In 1990, the University of Missouri School of Medicine had just received a backhanded compliment from the LCME. The medical school accreditation agency noted that MU had a “perfectly preserved 1960s curriculum.”
At the time, the curriculum included a two-year component of basic science, in which students learned mostly through lectures and memorization, and a two-year component of clinical practice.
Lester Bryant, the MU School of Medicine dean, scheduled a breakfast meeting with Michael Hosokawa, EdD, then a professor of family medicine and now the senior associate dean of education. Bryant put Hosokawa in charge of finding a better way to train the next generation of doctors.
“Information we give students has an estimated half-life of about four to six years,” Hosokawa said. “In other words, when our students graduate, about half of what we taught them is out of date, because science is changing so rapidly. We decided we had to teach students to live in a world we couldn’t even imagine. That meant we had to look at problem-solving rather than large amounts of information.”
Hosokawa and the members of the curriculum design committee became intrigued with problem-based learning — a practice that had spread from its Canadian birthplace of McMaster University to a handful of American colleges — as the best way to teach first- and second-year medical students.
In PBL, students work in teams of eight to learn from real clinical cases. They teach each other by researching and reporting back on topics related to that week’s case. The teacher in the room is referred to as a faculty facilitator, and his or her role is to keep the students on the right track and provide guidance.
Hosokawa and his team had two big jobs: 1, design the new curriculum; 2, convince the faculty the new curriculum would not ruin the University of Missouri School of Medicine.

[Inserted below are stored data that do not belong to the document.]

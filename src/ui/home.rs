//! Home view, shown once a session is established

use crate::app::App;
use ratatui::{
    layout::Rect,
    style::{Color, Modifier, Style},
    text::{Line, Span},
    widgets::{Block, Borders, Paragraph},
    Frame,
};

/// Draw the home view
pub fn draw(frame: &mut Frame, area: Rect, app: &App) {
    let user = app.session.user().unwrap_or_default();
    let lines = vec![
        Line::from(Span::styled(
            "Bem-vindo ao Help Life",
            Style::default().add_modifier(Modifier::BOLD),
        )),
        Line::from(""),
        Line::from(format!("Conectado como {user}")),
        Line::from(""),
        Line::from(vec![
            Span::styled("l", Style::default().fg(Color::Cyan)),
            Span::raw(": sair"),
        ]),
    ];

    let paragraph = Paragraph::new(lines).block(
        Block::default()
            .title(" Home ")
            .borders(Borders::ALL)
            .border_style(Style::default().fg(Color::Cyan)),
    );
    frame.render_widget(paragraph, area);
}
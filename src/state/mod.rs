//! Application state module

mod app_state;
mod forms;

pub use app_state::*;
pub use forms::*;
//! Dialog components for TUI

mod base;
mod error_dialog;

pub use error_dialog::render_error_dialog;
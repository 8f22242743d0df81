//! Error dialog component

use super::base::{render_dialog, DialogConfig};
use ratatui::{
    style::{Color, Modifier, Style},
    text::Span,
    Frame,
};

/// Render an error dialog overlay centered on the screen
pub fn render_error_dialog(frame: &mut Frame, error_message: &str) {
    let key_style = Style::default()
        .fg(Color::Cyan)
        .add_modifier(Modifier::BOLD);
    let hint = vec![
        Span::raw("Pressione "),
        Span::styled("Enter", key_style),
        Span::raw(" ou "),
        Span::styled("Esc", key_style),
        Span::raw(" para fechar"),
    ];

    render_dialog(
        frame,
        DialogConfig {
            title: "Erro",
            color: Color::Red,
            message: error_message,
            hint: Some(hint),
            max_width: 60,
        },
    );
}
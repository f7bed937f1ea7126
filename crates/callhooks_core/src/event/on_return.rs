//! Listeners that run after the target returns.

use core::marker::PhantomData;
use std::sync::Arc;

use indexmap::IndexMap;

use super::{Event, EventKind};
use crate::callback::Callback;
use crate::error::CallbackError;
use crate::id::CallbackId;
use crate::options::{OptionKey, Registration};

/// Listener of an [`OnReturn`] event: `(result, args)`, each present only
/// when the matching option is set.
pub type ReturnListener<A, R, E, T = ()> =
    dyn Fn(Option<&R>, Option<&A>) -> Result<T, E> + Send + Sync;

/// Kind of events emitted with the target's result and arguments.
pub struct OnReturn<A, R, E, T = ()>(PhantomData<fn(&A, &R) -> Result<T, E>>);

impl<A: 'static, R: 'static, E: 'static, T: 'static> EventKind for OnReturn<A, R, E, T> {
    type Listener = ReturnListener<A, R, E, T>;

    const KIND: &'static str = "return";
    const DEFAULTS: &'static [(OptionKey, bool)] =
        &[(OptionKey::PassArgs, true), (OptionKey::PassResult, false)];
}

impl<A: 'static, R: 'static, E: 'static, T: 'static> Callback<ReturnListener<A, R, E, T>> {
    /// Wraps a closure as an [`OnReturn`] listener.
    pub fn on_return<F>(listener: F) -> Self
    where
        F: Fn(Option<&R>, Option<&A>) -> Result<T, E> + Send + Sync + 'static,
    {
        Self::from_arc(Arc::new(listener))
    }

    /// Wraps `method` bound to `receiver`.
    pub fn on_return_method<S>(
        receiver: &Arc<S>,
        method: fn(&S, Option<&R>, Option<&A>) -> Result<T, E>,
    ) -> Self
    where
        S: Send + Sync + 'static,
    {
        let owner = Arc::clone(receiver);
        Self::bound(
            receiver,
            method as usize,
            Arc::new(move |result: Option<&R>, args: Option<&A>| method(&owner, result, args)),
        )
    }
}

impl<A: 'static, R: 'static, E: 'static, T: 'static> Event<OnReturn<A, R, E, T>> {
    /// Registers a closure. See [`Event::register`].
    ///
    /// # Errors
    ///
    /// Same as [`Event::register`].
    pub fn add_callback<F>(
        &self,
        listener: F,
        registration: Registration,
    ) -> Result<CallbackId, CallbackError>
    where
        F: Fn(Option<&R>, Option<&A>) -> Result<T, E> + Send + Sync + 'static,
    {
        self.register(Callback::on_return(listener), registration)
    }

    /// Runs every visible callback in dispatch order.
    ///
    /// `result` reaches listeners with `pass_result` set, `args` those with
    /// `pass_args` set.
    ///
    /// # Errors
    ///
    /// The first listener error stops dispatch and is returned.
    pub fn emit(&self, result: Option<&R>, args: &A) -> Result<IndexMap<CallbackId, T>, E> {
        let listeners = self.dispatch_list();
        tracing::trace!(
            event = %self.name(),
            target_name = %self.target_name(),
            listeners = listeners.len(),
            "emitting"
        );

        let mut results = IndexMap::with_capacity(listeners.len());
        for (id, entry) in listeners {
            let result = result.filter(|_| entry.flag(OptionKey::PassResult));
            let args = entry.flag(OptionKey::PassArgs).then_some(args);
            let value = (entry.function())(result, args)?;
            results.insert(id, value);
        }
        Ok(results)
    }
}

With the strong backing of Bryant, Hosokawa divided and conquered. He called the people who planned the system “innovators.” They helped spread the gospel to the “early adopters,” who were eager to try something new, and then the “early majority,” who were at least willing to give it a fair shot. The stragglers, he hoped, would fall in line once the success of the new system was obvious.
The new curriculum launched in the fall of 1993.

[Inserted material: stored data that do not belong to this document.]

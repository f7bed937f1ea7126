//! Per-callback options and registration parameters.
//!
//! Every event kind declares the options it recognizes together with their
//! class-level defaults. An event may override those defaults, and each
//! registration may override the event's. The resolved [`Options`] stored on
//! an entry always hold exactly the keys the event recognizes.

use core::fmt;

use indexmap::IndexMap;

use crate::error::CallbackError;
use crate::id::CallbackId;
use crate::priority::{IntoPriority, Priority};

/// Name of a per-callback option.
#[derive(Debug, Clone, Copy, PartialEq, Eq, Hash, PartialOrd, Ord)]
pub enum OptionKey {
    /// The listener receives the exception raised by the target.
    HandlesException,
    /// The listener receives the target's arguments.
    PassArgs,
    /// The listener receives the target's result.
    PassResult,
}

impl OptionKey {
    /// Returns the option's name, e.g. `pass_args`.
    #[must_use]
    pub const fn as_str(self) -> &'static str {
        match self {
            Self::HandlesException => "handles_exception",
            Self::PassArgs => "pass_args",
            Self::PassResult => "pass_result",
        }
    }

    /// Returns the column heading used in callback listings, e.g. `Pass args`.
    #[must_use]
    pub fn heading(self) -> String {
        let spaced = self.as_str().replace('_', " ");
        let mut chars = spaced.chars();
        match chars.next() {
            Some(first) => first.to_uppercase().chain(chars).collect(),
            None => String::new(),
        }
    }
}

impl fmt::Display for OptionKey {
    fn fmt(&self, f: &mut fmt::Formatter<'_>) -> fmt::Result {
        f.write_str(self.as_str())
    }
}

/// Resolved option values of an event or of a registered callback.
#[derive(Debug, Clone, PartialEq, Eq, Default)]
pub struct Options {
    values: IndexMap<OptionKey, bool>,
}

impl Options {
    /// Builds options from a kind's declared defaults.
    pub(crate) fn from_defaults(defaults: &[(OptionKey, bool)]) -> Self {
        Self {
            values: defaults.iter().copied().collect(),
        }
    }

    /// Returns a copy with `overrides` applied.
    ///
    /// Fails with [`CallbackError::InvalidOption`] if an override names a key
    /// these options do not hold.
    pub(crate) fn merged(
        &self,
        overrides: &[(OptionKey, bool)],
        event: &str,
    ) -> Result<Self, CallbackError> {
        let mut merged = self.clone();
        for &(key, value) in overrides {
            match merged.values.get_mut(&key) {
                Some(slot) => *slot = value,
                None => return Err(self.invalid(key, event)),
            }
        }
        Ok(merged)
    }

    pub(crate) fn invalid(&self, key: OptionKey, event: &str) -> CallbackError {
        CallbackError::InvalidOption {
            event: event.to_owned(),
            option: key.as_str().to_owned(),
            recognized: self.values.keys().map(|key| key.as_str()).collect(),
        }
    }

    pub(crate) fn set(&mut self, key: OptionKey, value: bool) {
        self.values.insert(key, value);
    }

    /// Returns the value of `key`, or `None` if it is not recognized.
    #[must_use]
    pub fn get(&self, key: OptionKey) -> Option<bool> {
        self.values.get(&key).copied()
    }

    /// Returns the value of `key`, treating unrecognized keys as `false`.
    #[must_use]
    pub fn flag(&self, key: OptionKey) -> bool {
        self.get(key).unwrap_or(false)
    }

    /// Iterates over `(key, value)` pairs in declaration order.
    pub fn iter(&self) -> impl Iterator<Item = (OptionKey, bool)> + '_ {
        self.values.iter().map(|(key, value)| (*key, *value))
    }

    /// Iterates over the recognized keys.
    pub fn keys(&self) -> impl Iterator<Item = OptionKey> + '_ {
        self.values.keys().copied()
    }

    /// Number of recognized options.
    #[must_use]
    pub fn len(&self) -> usize {
        self.values.len()
    }

    /// Returns `true` if no option is recognized.
    #[must_use]
    pub fn is_empty(&self) -> bool {
        self.values.is_empty()
    }
}

/// Parameters of one `add_callback` call.
///
/// # Example
///
/// ```
/// use callhooks_core::{OptionKey, Registration};
///
/// let registration = Registration::new()
///     .with_priority(1.1)
///     .with_id("c")
///     .pass_args(false)
///     .pass_result(true);
/// assert_eq!(registration.option(OptionKey::PassResult), Some(true));
/// assert_eq!(registration.option(OptionKey::HandlesException), None);
/// ```
#[derive(Debug, Clone)]
pub struct Registration {
    priority: Result<Priority, CallbackError>,
    id: Option<CallbackId>,
    overrides: Vec<(OptionKey, bool)>,
}

impl Default for Registration {
    fn default() -> Self {
        Self {
            priority: Ok(Priority::DEFAULT),
            id: None,
            overrides: Vec::new(),
        }
    }
}

impl Registration {
    /// Creates a registration with priority 0, no id and no overrides.
    #[must_use]
    pub fn new() -> Self {
        Self::default()
    }

    /// Sets the priority. Conversion errors surface from `add_callback`.
    #[must_use]
    pub fn with_priority(mut self, priority: impl IntoPriority) -> Self {
        self.priority = priority.into_priority();
        self
    }

    /// Sets an explicit id instead of the callback's identity.
    #[must_use]
    pub fn with_id(mut self, id: impl Into<CallbackId>) -> Self {
        self.id = Some(id.into());
        self
    }

    /// Overrides one option for this callback.
    #[must_use]
    pub fn with_option(mut self, key: OptionKey, value: bool) -> Self {
        self.overrides.retain(|(existing, _)| *existing != key);
        self.overrides.push((key, value));
        self
    }

    /// Overrides `pass_args`.
    #[must_use]
    pub fn pass_args(self, value: bool) -> Self {
        self.with_option(OptionKey::PassArgs, value)
    }

    /// Overrides `pass_result`.
    #[must_use]
    pub fn pass_result(self, value: bool) -> Self {
        self.with_option(OptionKey::PassResult, value)
    }

    /// Overrides `handles_exception`.
    #[must_use]
    pub fn handles_exception(self, value: bool) -> Self {
        self.with_option(OptionKey::HandlesException, value)
    }

    /// Returns the override for `key`, if one was set.
    #[must_use]
    pub fn option(&self, key: OptionKey) -> Option<bool> {
        self.overrides
            .iter()
            .find(|(existing, _)| *existing == key)
            .map(|(_, value)| *value)
    }

    /// Sets `key` unless an override for it already exists.
    pub(crate) fn or_option(self, key: OptionKey, value: bool) -> Self {
        if self.option(key).is_some() {
            self
        } else {
            self.with_option(key, value)
        }
    }

    pub(crate) fn priority(&self) -> Result<Priority, CallbackError> {
        self.priority.clone()
    }

    pub(crate) fn id(&self) -> Option<&CallbackId> {
        self.id.as_ref()
    }

    pub(crate) fn overrides(&self) -> &[(OptionKey, bool)] {
        &self.overrides
    }
}

#[cfg(test)]
mod tests {
    use super::*;

    const RETURN_DEFAULTS: &[(OptionKey, bool)] =
        &[(OptionKey::PassArgs, true), (OptionKey::PassResult, false)];

    #[test]
    fn heading_capitalizes_first_word() {
        assert_eq!(OptionKey::HandlesException.heading(), "Handles exception");
        assert_eq!(OptionKey::PassArgs.heading(), "Pass args");
    }

    #[test]
    fn merge_applies_overrides() {
        let defaults = Options::from_defaults(RETURN_DEFAULTS);
        let merged = defaults
            .merged(&[(OptionKey::PassResult, true)], "on_return")
            .unwrap();
        assert_eq!(merged.get(OptionKey::PassArgs), Some(true));
        assert_eq!(merged.get(OptionKey::PassResult), Some(true));
        assert_eq!(merged.len(), 2);
    }

    #[test]
    fn merge_rejects_unrecognized_keys() {
        let defaults = Options::from_defaults(RETURN_DEFAULTS);
        let err = defaults
            .merged(&[(OptionKey::HandlesException, true)], "on_return")
            .unwrap_err();
        assert_eq!(
            err,
            CallbackError::InvalidOption {
                event: "on_return".to_string(),
                option: "handles_exception".to_string(),
                recognized: vec!["pass_args", "pass_result"],
            }
        );
    }

    #[test]
    fn registration_keeps_last_override() {
        let registration = Registration::new().pass_args(true).pass_args(false);
        assert_eq!(registration.option(OptionKey::PassArgs), Some(false));
        assert_eq!(registration.overrides().len(), 1);
    }

    #[test]
    fn or_option_does_not_replace_explicit_choice() {
        let registration = Registration::new()
            .pass_args(true)
            .or_option(OptionKey::PassArgs, false)
            .or_option(OptionKey::PassResult, false);
        assert_eq!(registration.option(OptionKey::PassArgs), Some(true));
        assert_eq!(registration.option(OptionKey::PassResult), Some(false));
    }

    #[test]
    fn invalid_priority_is_deferred() {
        let registration = Registration::new().with_priority("boo");
        assert!(registration.priority().is_err());
    }
}
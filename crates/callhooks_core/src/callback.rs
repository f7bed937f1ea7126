//! Shareable listener handles.
//!
//! A [`Callback`] pairs a listener with the identity it registers under when
//! no explicit id is supplied. Each event kind adds its own constructors
//! (`Callback::on_call`, `Callback::on_return`, `Callback::handler`,
//! `Callback::observer` and their `*_method` variants).

use core::fmt;
use std::sync::Arc;

use crate::id::{AsCallbackId, CallbackId};

/// A listener plus its identity.
///
/// Cloning a `Callback` keeps its identity, so the same handle can later be
/// passed to `remove_callback`. Handles built from separate closures never
/// share an identity; handles built from the same method on the same
/// receiver always do.
pub struct Callback<F: ?Sized> {
    function: Arc<F>,
    id: CallbackId,
}

impl<F: ?Sized> Callback<F> {
    /// Wraps an already shared listener. Its identity is the address of the
    /// shared allocation.
    #[must_use]
    pub fn from_arc(function: Arc<F>) -> Self {
        let id = CallbackId::Callable(Arc::as_ptr(&function).cast::<()>().addr());
        Self { function, id }
    }

    /// Wraps a listener that forwards to `method` on `receiver`.
    pub(crate) fn bound<S: ?Sized>(receiver: &Arc<S>, method: usize, function: Arc<F>) -> Self {
        let id = CallbackId::Method {
            receiver: Arc::as_ptr(receiver).cast::<()>().addr(),
            method,
        };
        Self { function, id }
    }

    /// The id this callback registers under when none is supplied.
    #[must_use]
    pub fn id(&self) -> &CallbackId {
        &self.id
    }

    /// The shared listener.
    #[must_use]
    pub fn function(&self) -> &Arc<F> {
        &self.function
    }
}

impl<F: ?Sized> Clone for Callback<F> {
    fn clone(&self) -> Self {
        Self {
            function: Arc::clone(&self.function),
            id: self.id.clone(),
        }
    }
}

impl<F: ?Sized> fmt::Debug for Callback<F> {
    fn fmt(&self, f: &mut fmt::Formatter<'_>) -> fmt::Result {
        f.debug_struct("Callback").field("id", &self.id).finish()
    }
}

impl<F: ?Sized> AsCallbackId for Callback<F> {
    fn callback_id(&self) -> CallbackId {
        self.id.clone()
    }
}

“People would jokingly say we were guinea pigs, but I don’t think too many students really thought that way,” said MU associate dean for student programs Laine Young-Walker, MD, who was a student in the inaugural class. “I can’t speak for everybody, but I know for me and the people in my circle, nobody thought, ‘This is bad, and I’m not going to stay here.’”

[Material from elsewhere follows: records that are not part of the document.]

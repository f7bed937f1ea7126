//! A target with its own event set, emitting events from inside its body.

use std::sync::{Arc, Mutex, Weak};

use callhooks_core::{
    EventSpec, Events, FnTarget, MethodRegistry, OnCall, OnReturn, OptionKey, Registration,
    Registry, ScopedTarget,
};

type Iteration = OnCall<u32, String>;
type Done = OnReturn<u32, Vec<u32>, String>;
type Count = Registry<FnTarget<u32, Vec<u32>, String>>;
type Tracker = Arc<Mutex<Vec<String>>>;

/// `count(n)` returns `0..n`, emitting `on_iteration` for every element and
/// `on_return` with the finished list.
fn count() -> Arc<Count> {
    Arc::new_cyclic(|registry: &Weak<Count>| {
        let registry = Weak::clone(registry);
        let target: Arc<FnTarget<u32, Vec<u32>, String>> = Arc::new(move |num: &u32| {
            let Some(registry) = registry.upgrade() else {
                return Err("registry dropped".to_string());
            };
            let mut result = Vec::new();
            for i in 0..*num {
                if let Some(on_iteration) = registry.event::<Iteration>("on_iteration") {
                    on_iteration.emit(&i)?;
                }
                result.push(i);
            }
            if let Some(on_return) = registry.event::<Done>("on_return") {
                on_return.emit(Some(&result), num)?;
            }
            Ok(result)
        });

        Registry::builder("count", target)
            .event(EventSpec::new::<Iteration>("on_iteration").with_option(OptionKey::PassArgs, true))
            .event(
                EventSpec::new::<Done>("on_return")
                    .with_option(OptionKey::PassArgs, false)
                    .with_option(OptionKey::PassResult, true),
            )
            .event(EventSpec::new::<Done>("unused"))
            .build()
            .unwrap()
    })
}

#[test]
fn registry_exposes_declared_events() {
    let count = count();
    assert_eq!(
        count.event_names().collect::<Vec<_>>(),
        vec!["on_iteration", "on_return", "unused"]
    );
    let on_iteration = count.event::<Iteration>("on_iteration").unwrap();
    assert!(on_iteration.parents().is_empty());
    assert!(on_iteration.ids().is_empty());
    assert_eq!(on_iteration.target_name(), "count");
}

#[test]
fn event_defaults_follow_declaration() {
    let count = count();
    let on_return = count.event::<Done>("on_return").unwrap();
    assert_eq!(
        on_return.options().iter().collect::<Vec<_>>(),
        vec![(OptionKey::PassArgs, false), (OptionKey::PassResult, true)]
    );
    let on_iteration = count.event::<Iteration>("on_iteration").unwrap();
    assert_eq!(
        on_iteration.options().iter().collect::<Vec<_>>(),
        vec![(OptionKey::PassArgs, true)]
    );
}

#[test]
fn target_emits_its_own_events() {
    let count = count();
    let tracker = Tracker::default();
    assert_eq!(count.call(&2), Ok(vec![0, 1]));
    assert!(tracker.lock().unwrap().is_empty());

    let results = Arc::clone(&tracker);
    count
        .event::<Done>("on_return")
        .unwrap()
        .add_callback(
            move |result, _| {
                results.lock().unwrap().push(format!("result {:?}", result.cloned().unwrap_or_default()));
                Ok(())
            },
            Registration::new(),
        )
        .unwrap();

    assert_eq!(count.call(&2), Ok(vec![0, 1]));
    assert_eq!(*tracker.lock().unwrap(), vec!["result [0, 1]"]);

    let iterations = Arc::clone(&tracker);
    count
        .event::<Iteration>("on_iteration")
        .unwrap()
        .add_callback(
            move |value| {
                iterations.lock().unwrap().push(format!("iter {}", value.copied().unwrap_or_default()));
                Ok(())
            },
            Registration::new(),
        )
        .unwrap();

    assert_eq!(count.call(&3), Ok(vec![0, 1, 2]));
    assert_eq!(
        *tracker.lock().unwrap(),
        vec![
            "result [0, 1]",
            "iter 0",
            "iter 1",
            "iter 2",
            "result [0, 1, 2]",
        ]
    );

    count.remove_callbacks();
    assert_eq!(count.num_callbacks(), 0);
}

#[test]
fn listener_error_surfaces_from_target() {
    let count = count();
    count
        .event::<Iteration>("on_iteration")
        .unwrap()
        .add_callback(
            |value| match value {
                Some(2) => Err("stop at 2".to_string()),
                _ => Ok(()),
            },
            Registration::new(),
        )
        .unwrap();
    assert_eq!(count.call(&5), Err("stop at 2".to_string()));
    assert_eq!(count.call(&2), Ok(vec![0, 1]));
}

#[test]
fn wrong_kind_is_not_found() {
    let count = count();
    assert!(count.event::<Done>("on_iteration").is_none());
    assert!(count.event::<Iteration>("unused").is_none());
}

// ─────────────────────────────────────────────────────────────────────────────
// Per-owner events on a method
// ─────────────────────────────────────────────────────────────────────────────

struct Walker {
    name: &'static str,
}

/// `walk(n)` on a `Walker` emits `on_iteration` for each of `0..n` on the
/// events it is called with and returns `n`.
fn walk() -> MethodRegistry<Walker, u32, u32, String> {
    let target: Arc<ScopedTarget<Walker, u32, u32, String>> =
        Arc::new(|_: &Walker, events: &Events, num: &u32| {
            if let Some(on_iteration) = events.event::<Iteration>("on_iteration") {
                for i in 0..*num {
                    on_iteration.emit(&i)?;
                }
            }
            Ok(*num)
        });
    MethodRegistry::new(
        Registry::builder("walk", target)
            .event(EventSpec::new::<Iteration>("on_iteration"))
            .build()
            .unwrap(),
    )
}

fn record(tracker: &Tracker, label: &'static str) -> impl Fn(Option<&u32>) -> Result<(), String> + Send + Sync + 'static {
    let tracker = Arc::clone(tracker);
    move |value| {
        tracker.lock().unwrap().push(format!("{label} {}", value.copied().unwrap_or_default()));
        Ok(())
    }
}

#[test]
fn owners_of_a_method_get_independent_custom_events() {
    let walk = walk();
    let tracker = Tracker::default();
    let first = Arc::new(Walker { name: "first" });
    let second = Arc::new(Walker { name: "second" });

    walk.event::<Iteration>("on_iteration")
        .unwrap()
        .add_callback(record(&tracker, "class"), Registration::new())
        .unwrap();
    walk.bind(&first)
        .event::<Iteration>("on_iteration")
        .unwrap()
        .add_callback(record(&tracker, first.name), Registration::new())
        .unwrap();
    walk.bind(&second)
        .event::<Iteration>("on_iteration")
        .unwrap()
        .add_callback(record(&tracker, second.name), Registration::new())
        .unwrap();

    assert_eq!(walk.bind(&first).call(&2), Ok(2));
    assert_eq!(
        *tracker.lock().unwrap(),
        vec!["first 0", "class 0", "first 1", "class 1"]
    );

    tracker.lock().unwrap().clear();
    assert_eq!(walk.bind(&second).call(&1), Ok(1));
    assert_eq!(*tracker.lock().unwrap(), vec!["second 0", "class 0"]);

    assert_eq!(walk.num_callbacks(), 1);
    assert_eq!(walk.bind(&first).num_callbacks(), 1);
    assert_eq!(walk.bind(&first).num_visible_callbacks(), 2);
    assert_eq!(walk.bound_instances(), 2);

    tracker.lock().unwrap().clear();
    walk.bind(&first).remove_callbacks();
    assert_eq!(walk.bind(&first).call(&1), Ok(1));
    assert_eq!(walk.bind(&second).call(&1), Ok(1));
    assert_eq!(*tracker.lock().unwrap(), vec!["class 0", "second 0", "class 0"]);

    drop(first);
    assert_eq!(walk.bound_instances(), 1);
}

Although the new way of learning seemed to be working, PBL’s proponents worried for two years about the results of the United States Medical Licensing Examination Step 1 test, which measures the science knowledge of students at the end of their second year of medical school. Hosokawa needed an early win.
“If this failed, I was probably going to become a high school science teacher,” he said.
Hosokawa recalled a nervous group of administrators gathering for the opening of the envelope. It revealed Step 1 scores that were a bit below the national average but were better than the previous year. That was a relief. The next year, MU’s Step 1 scores exceeded the national average, and they have remained above average ever since.
MU has become a model program for universities from as far away as Taiwan, where all 12 medical schools use a version of Missouri PBL.
Along the way, MU adjusted the curriculum’s name from problem-based learning to patient-based learning. Not much else has changed.
Now, Hosokawa and his colleagues are thinking about the future, lest MU be accused of using a perfectly preserved 1990s curriculum.
“We want to begin a process to update our curriculum, if not join some other schools to look at the next major change in medical education,” Hosokawa said. “It might involve PBL, because PBL has been so successful, but it might be totally different. Again, we need to prepare our students to practice in a world we can’t imagine.”